Test knitter Ann knit hers with a gradient set with more yardage. Lovely!

This design uses my new Better Garter Tab Cast On for Top Down Crescent Shawls.

The Lucky Star pattern is available through Ravelry, pattern page here. It’s 10% off through October 31, no coupon necessary. Newsletter subscribers get 20% off with coupon in newsletter. Sign up here, if you haven’t already!

PDXKnitterati’s Better Garter Tab Cast on for Crescent Shawls

I have a new shawl design, Lucky Star. It features an elongated garter tab cast on at the beginning, designed to minimize the hump that can occur at the center neck of top down crescent shawls.

Many crescent shawls have this visible hump in the middle; it’s a function of construction and stitch pattern. A short garter tab results in more rows right under the center, creating a hump.

Garter stitch is less humpy than a stockinette based stitch, because the height of the stitches is more compressed. I like to use garter stitch at the center neck of my crescent shawls.
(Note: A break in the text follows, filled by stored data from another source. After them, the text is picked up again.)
use serde::Serialize;
use tracing::{debug, warn};

use crate::assemble::assemble;
use crate::decoder::{Decoded, Decoder};
use crate::encode::Derivation;
use crate::error::{Error, Result};
use crate::line::SpecLine;

/// Canonical encoding and decode mask of one vector instruction.
#[derive(Debug, Clone, PartialEq, Eq, Serialize)]
pub struct OpcodeEntry {
    pub mnemonic: String,
    pub encoding: u32,
    pub mask: u32,
}

impl OpcodeEntry {
    pub fn from_line(line: &SpecLine) -> Result<Self> {
        let encoding = assemble(line, Derivation::Encoding)?.word()?;
        let mask = assemble(line, Derivation::Mask)?.word()?;
        Ok(Self {
            mnemonic: line.mnemonic.clone(),
            encoding,
            mask,
        })
    }

    pub fn matches(&self, raw32: u32) -> bool {
        raw32 & self.mask == self.encoding
    }
}

/// A row that could not be turned into an [`OpcodeEntry`].
#[derive(Debug, Clone, PartialEq, Eq)]
pub struct RowError {
    pub index: usize,
    pub error: Error,
}

/// Mask/match decoder over the vector opcode table.
#[derive(Debug, Clone, Default)]
pub struct RvvDecoder {
    entries: Vec<OpcodeEntry>,
    // entry indices, most mask bits first, table order among equals
    by_specificity: Vec<usize>,
}

impl RvvDecoder {
    pub fn new(entries: Vec<OpcodeEntry>) -> Self {
        let mut by_specificity: Vec<usize> = (0..entries.len()).collect();
        by_specificity.sort_by_key(|&i| std::cmp::Reverse(entries[i].mask.count_ones()));
        Self { entries, by_specificity }
    }

    /// Builds the decoder from raw table rows. Rows that fail are skipped
    /// and reported; they never poison the rest of the table.
    pub fn from_lines<'a, I>(lines: I) -> (Self, Vec<RowError>)
    where
        I: IntoIterator<Item = &'a str>,
    {
        let mut entries = Vec::new();
        let mut errors = Vec::new();
        for (index, text) in lines.into_iter().enumerate() {
            match SpecLine::parse(text).and_then(|line| OpcodeEntry::from_line(&line)) {
                Ok(entry) => entries.push(entry),
                Err(error) => {
                    warn!(index, %error, "skipping opcode row");
                    errors.push(RowError { index, error });
                }
            }
        }
        debug!(entries = entries.len(), rejected = errors.len(), "opcode table built");
        (Self::new(entries), errors)
    }

    pub fn entries(&self) -> &[OpcodeEntry] {
        &self.entries
    }

    pub fn len(&self) -> usize {
        self.entries.len()
    }

    pub fn is_empty(&self) -> bool {
        self.entries.is_empty()
    }
}

impl Decoder for RvvDecoder {
    fn decode(&self, raw32: u32) -> Option<Decoded<'_>> {
        let entry = self
            .by_specificity
            .iter()
            .map(|&i| &self.entries[i])
            .find(|e| e.matches(raw32))?;
        Some(Decoded {
            mnemonic: &entry.mnemonic,
            raw: raw32,
            operands: raw32 & !entry.mask,
        })
    }
}

#[cfg(test)]
mod tests {
    use super::*;

    const ROWS: &[&str] = &[
        "vmerge.vvm 31..26=0x17 25=0 vs2 vs1 14..12=0x0 vd 6..0=0x57",
        "vmv.v.v 31..26=0x17 25=1 24..20=0 vs1 14..12=0x0 vd 6..0=0x57",
        "vadd.vv 31..26=0x00 vm vs2 vs1 14..12=0x0 vd 6..0=0x57",
    ];

    #[test]
    fn entry_holds_encoding_and_mask() {
        let e = OpcodeEntry::from_line(&SpecLine::parse(ROWS[2]).unwrap()).unwrap();
        assert_eq!(e.encoding, 0x0000_0057);
        assert_eq!(e.mask, 0xfc00_707f);
        // vadd.vv v1, v2, v3 (unmasked)
        assert!(e.matches(0x0221_80d7));
    }

    #[test]
    fn most_specific_row_wins() {
        let (dec, errors) = RvvDecoder::from_lines(ROWS.iter().copied());
        assert!(errors.is_empty());
        assert_eq!(dec.len(), 3);
        // vmv.v.v v1, v3: funct6=0x17, vm=1, vs2=0, vs1=3
        let raw = (0x17 << 26) | (1 << 25) | (3 << 15) | (1 << 7) | 0x57;
        let d = dec.decode(raw).unwrap();
        assert_eq!(d.mnemonic, "vmv.v.v");
        assert_eq!(d.operands, (3 << 15) | (1 << 7));
        // vmerge.vvm v1, v2, v3, v0: vm=0
        let raw = (0x17 << 26) | (2 << 20) | (3 << 15) | (1 << 7) | 0x57;
        assert_eq!(dec.decode(raw).unwrap().mnemonic, "vmerge.vvm");
    }

    #[test]
    fn bad_rows_are_reported_not_fatal() {
        let rows = ["vshort 6..0=0x57", ROWS[2], "vbad 2..0=0x9"];
        let (dec, errors) = RvvDecoder::from_lines(rows);
        assert_eq!(dec.len(), 1);
        assert_eq!(errors.len(), 2);
        assert_eq!(errors[0].index, 0);
        assert!(matches!(errors[0].error, Error::WidthMismatch { width: 7, .. }));
        assert!(matches!(errors[1].error, Error::MalformedRange { .. }));
        assert!(dec.decode(0x0000_0013).is_none());
    }
}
Elongating the garter tab can help smooth out the center. If you add YO’s along the edge of this elongated garter tab, it visually mimics the YO’s along the top edge of the shawl. It also adds flexibility to the center of the shawl neck.

I find this works better if you make a tab long enough to pick up in every other garter ridge as shown in the bottom shawl pictured above. See how this gives those first rows a little more width to stretch out and relax?

Let’s do it! My sample is in garter stitch.

Decide how many working stitches you’d like to have on the first real row of your pattern. Call this N. These are the stitches you’ll use in your patterning. (Don’t include the stitches you’ll increase into at the beginning and end of the row.)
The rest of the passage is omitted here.